Johnny Watts

Personal information
- Full name: John William Watts
- Date of birth: 13 April 1931
- Place of birth: Birmingham, England
- Date of death: March 2006 (aged 74)
- Place of death: Brownhills, England
- Position(s): Right half

Youth career
- 1948–1951: Birmingham City

Senior career*
- Years: Team / Apps / (Gls)
- 1951–1964: Birmingham City / 206 / (3)
- 1964–1968: Nuneaton Borough
- 1968–1969: Bromsgrove Rovers

= Johnny Watts (English footballer) =

English footballer

John William Watts (13 April 1931 – March 2006) was an English footballer who made more than 200 appearances in the Football League for Birmingham City playing as a right half.

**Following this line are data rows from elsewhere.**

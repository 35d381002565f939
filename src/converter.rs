use thiserror::Error;

use crate::{
    event::Event,
    hepmc2::{HepMCError, HepMCParser},
    lhef::{self, LHEFParser},
    reader::EventRecord,
};

/// Conversion from raw event records into the internal event format
///
/// Apart from the central weight, only the weights with the names
/// passed to [Converter::with_weight_names] are kept, in that order.
#[derive(Clone, Debug, Default, PartialEq, Eq)]
pub struct Converter {
    weight_names: Vec<String>,
}

impl Converter {
    /// Converter keeping only the central weight
    pub fn new() -> Self {
        Self::default()
    }

    /// Converter keeping the central weight and the given named weights
    pub fn with_weight_names(weight_names: Vec<String>) -> Self {
        Self { weight_names }
    }

    /// Names of the weights to extract in addition to the central one
    pub fn weight_names(&self) -> &[String] {
        self.weight_names.as_slice()
    }

    /// Convert a single event record
    pub fn convert(&self, record: &EventRecord) -> Result<Event, ConversionError> {
        match record {
            EventRecord::HepMC(record) => Ok(self.parse_hepmc(record)?),
            EventRecord::LHEF(record) => Ok(self.parse_lhef(record)?),
        }
    }
}

/// Error converting an event record
#[derive(Debug, Error)]
pub enum ConversionError {
    /// Invalid HepMC2 record
    #[error("Failed to parse HepMC record")]
    HepMC(#[from] HepMCError),
    /// Invalid Les Houches Event record
    #[error("Failed to parse Les Houches Event record")]
    LHEF(#[from] lhef::Error),
}
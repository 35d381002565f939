use log::debug;
use serde::{Deserialize, Serialize};
use thiserror::Error;

use crate::{
    expr::{EvalError, Expr, ExprError},
    hist::{Binning, Hist1D, HistError},
    sample::EventSample,
    weights::WeightInfo,
};

/// Number of selected events and their normalised yield
#[derive(Deserialize, Serialize, Copy, Clone, Debug, Default, PartialEq)]
pub struct EventCount {
    /// Raw number of events passing the selection
    pub events: usize,
    /// Normalised sum of weights of the passing events
    pub weighted: f64,
}

impl std::ops::AddAssign for EventCount {
    fn add_assign(&mut self, rhs: Self) {
        self.events += rhs.events;
        self.weighted += rhs.weighted;
    }
}

/// A normalised histogram together with the corresponding event count
#[derive(Clone, Debug, PartialEq)]
pub struct Drawn {
    pub hist: Hist1D,
    pub count: EventCount,
}

#[derive(Clone, Debug, PartialEq)]
enum Normalisation {
    Data,
    Simulation {
        weight_info: WeightInfo,
        luminosity: f64,
        weight: String,
    },
}

/// Draws normalised histograms of the events of a single process
#[derive(Clone, Debug, PartialEq)]
pub struct WeightedHistProducer {
    sample: EventSample,
    cut: String,
    normalisation: Normalisation,
}

impl WeightedHistProducer {
    /// Producer for a simulated process
    ///
    /// Each event enters with the value of the `weight` expression.
    /// Histograms are scaled by `luminosity × cross section / sum of
    /// weights`, with the luminosity in inverse pb.
    pub fn simulation(
        sample: EventSample,
        weight_info: WeightInfo,
        weight: impl Into<String>,
        luminosity: f64,
        cut: impl Into<String>,
    ) -> Self {
        Self {
            sample,
            cut: cut.into(),
            normalisation: Normalisation::Simulation {
                weight_info,
                luminosity,
                weight: weight.into(),
            },
        }
    }

    /// Producer for measured data
    ///
    /// Every event has unit weight and no scaling is applied.
    pub fn data(sample: EventSample, cut: impl Into<String>) -> Self {
        Self {
            sample,
            cut: cut.into(),
            normalisation: Normalisation::Data,
        }
    }

    pub fn is_data(&self) -> bool {
        self.normalisation == Normalisation::Data
    }

    pub fn sample(&self) -> &EventSample {
        &self.sample
    }

    /// The normalisation of the process
    pub fn weight_info(&self) -> WeightInfo {
        match &self.normalisation {
            Normalisation::Data => WeightInfo::new(1., 1.),
            Normalisation::Simulation { weight_info, .. } => *weight_info,
        }
    }

    /// Histogram `branch` for all events passing both the cut and
    /// the `selection`
    ///
    /// Events where `branch` is undefined are counted but not filled.
    pub fn draw(
        &self,
        branch: &str,
        selection: &str,
        binning: &Binning,
    ) -> Result<Drawn, DrawError> {
        let names = self.sample.weight_names();
        let compile = |source: &str| {
            Expr::compile(source, names).map_err(Misconfiguration::from)
        };
        let branch_expr = compile(branch)?;
        let cut = compile(&self.cut)?;
        let selection = compile(selection)?;
        let (weight, scale) = match &self.normalisation {
            Normalisation::Data => (Expr::one(), 1.),
            Normalisation::Simulation {
                weight_info,
                luminosity,
                weight,
            } => (compile(weight)?, weight_info.scale(*luminosity)),
        };
        let mut hist = Hist1D::new(binning).map_err(Misconfiguration::from)?;
        let mut count = EventCount::default();
        let mut values = Vec::new();

        let eval_err = |expr: &Expr| {
            let expr = expr.source().to_owned();
            move |source: EvalError| DrawError::Evaluation { expr, source }
        };
        for ev in &self.sample {
            if !cut.passes(ev).map_err(eval_err(&cut))?
                || !selection.passes(ev).map_err(eval_err(&selection))?
            {
                continue;
            }
            let w = weight.eval(ev).map_err(eval_err(&weight))?;
            let x = branch_expr.eval(ev).map_err(eval_err(&branch_expr))?;
            values.push((x, w));
            count.events += 1;
            count.weighted += w;
        }
        hist.fill_many(values);
        hist.scale(scale);
        count.weighted *= scale;
        debug!(
            "`{branch}` with selection `{}`: {} events, yield {}",
            selection.source(),
            count.events,
            count.weighted
        );
        Ok(Drawn { hist, count })
    }
}

/// Error drawing a histogram
#[derive(Debug, Error, Clone, PartialEq)]
pub enum DrawError {
    /// Invalid configuration, independent of the events
    #[error("Misconfiguration")]
    Misconfigured(#[from] Misconfiguration),
    /// Failure evaluating an expression for an event
    #[error("Failed to evaluate `{expr}`")]
    Evaluation {
        expr: String,
        #[source]
        source: EvalError,
    },
}

/// Invalid histogram or selection definition
#[derive(Debug, Error, Clone, PartialEq)]
pub enum Misconfiguration {
    #[error(transparent)]
    Expression(#[from] ExprError),
    #[error(transparent)]
    Binning(#[from] HistError),
    #[error("Unknown state `{0}`")]
    UnknownState(String),
}

#[cfg(test)]
mod tests {
    use super::*;
    use crate::{event::Weights, reco::{Lepton, RecoEvent}};
    use noisy_float::prelude::*;
    use particle_id::ParticleID;

    fn event(n_e: usize, weight: f64) -> RecoEvent {
        let lepton = Lepton {
            id: ParticleID::new(11),
            p: [20., 20., 0., 0.].into(),
        };
        RecoEvent {
            weights: Weights::from(vec![n64(weight), n64(2. * weight)]),
            leptons: vec![lepton; n_e],
            ..Default::default()
        }
    }

    fn sample() -> EventSample {
        let events = vec![event(1, 1.), event(2, 2.), event(2, -1.), event(3, 4.)];
        EventSample::from_events(events, vec!["double".to_owned()])
    }

    fn binning() -> Binning {
        Binning::Uniform {
            nbins: 4,
            xmin: 0.,
            xmax: 4.,
        }
    }

    #[test]
    fn simulation() {
        let info = WeightInfo::new(3., 6.);
        let producer =
            WeightedHistProducer::simulation(sample(), info, "weight", 10., "");
        let drawn = producer.draw("n_e", "n_e >= 2", &binning()).unwrap();
        assert_eq!(drawn.count.events, 3);
        assert_eq!(drawn.count.weighted, 5. * 10. * 3. / 6.);
        assert_eq!(drawn.hist.contents(), &[0., 0., 5., 20.]);
        assert_eq!(drawn.hist.sumw2(), &[0., 0., 125., 400.]);

        let producer = WeightedHistProducer::simulation(
            sample(),
            info,
            "weight(\"double\")",
            10.,
            "n_e < 3",
        );
        let drawn = producer.draw("n_e", "", &binning()).unwrap();
        assert_eq!(drawn.count.events, 3);
        assert_eq!(drawn.hist.contents(), &[0., 10., 10., 0.]);

        let none = producer.draw("n_e", "n_e > 5", &binning()).unwrap();
        assert_eq!(none.count, EventCount::default());
        assert_eq!(none.hist.integral(), 0.);
    }

    #[test]
    fn data() {
        let producer = WeightedHistProducer::data(sample(), "");
        assert!(producer.is_data());
        assert_eq!(producer.weight_info(), WeightInfo::new(1., 1.));
        let drawn = producer.draw("n_e", "", &binning()).unwrap();
        assert_eq!(drawn.count.events, 4);
        assert_eq!(drawn.count.weighted, 4.);
        assert_eq!(drawn.hist.contents(), &[0., 1., 2., 1.]);
    }

    #[test]
    fn errors() {
        let info = WeightInfo::new(1., 1.);
        let producer =
            WeightedHistProducer::simulation(sample(), info, "weight", 1., "");
        assert!(matches!(
            producer.draw("n_electrons", "", &binning()),
            Err(DrawError::Misconfigured(Misconfiguration::Expression(_)))
        ));
        let bad_bins = Binning::Variable { edges: vec![1.] };
        assert!(matches!(
            producer.draw("n_e", "", &bad_bins),
            Err(DrawError::Misconfigured(Misconfiguration::Binning(_)))
        ));

        // events lacking the named weight the sample claims to have
        let events = vec![event(1, 1.)]
            .into_iter()
            .map(|mut ev| {
                ev.weights = Weights::from(vec![n64(1.)]);
                ev
            })
            .collect();
        let sample = EventSample::from_events(events, vec!["double".to_owned()]);
        let producer = WeightedHistProducer::simulation(
            sample,
            info,
            "weight(\"double\")",
            1.,
            "",
        );
        assert!(matches!(
            producer.draw("n_e", "", &binning()),
            Err(DrawError::Evaluation { .. })
        ));
    }
}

Watts was born in the Vauxhall district of Birmingham. He joined Birmingham City as a junior in 1948 and turned professional in 1951 after completing his National Service. In a twelve-year professional career with the club he played 248 games in all competitions, scoring three times. In 1964 he joined Nuneaton Borough of the Southern League where he was to spend four years. He played briefly for West Midlands (Regional) League club Bromsgrove Rovers before retiring in 1969.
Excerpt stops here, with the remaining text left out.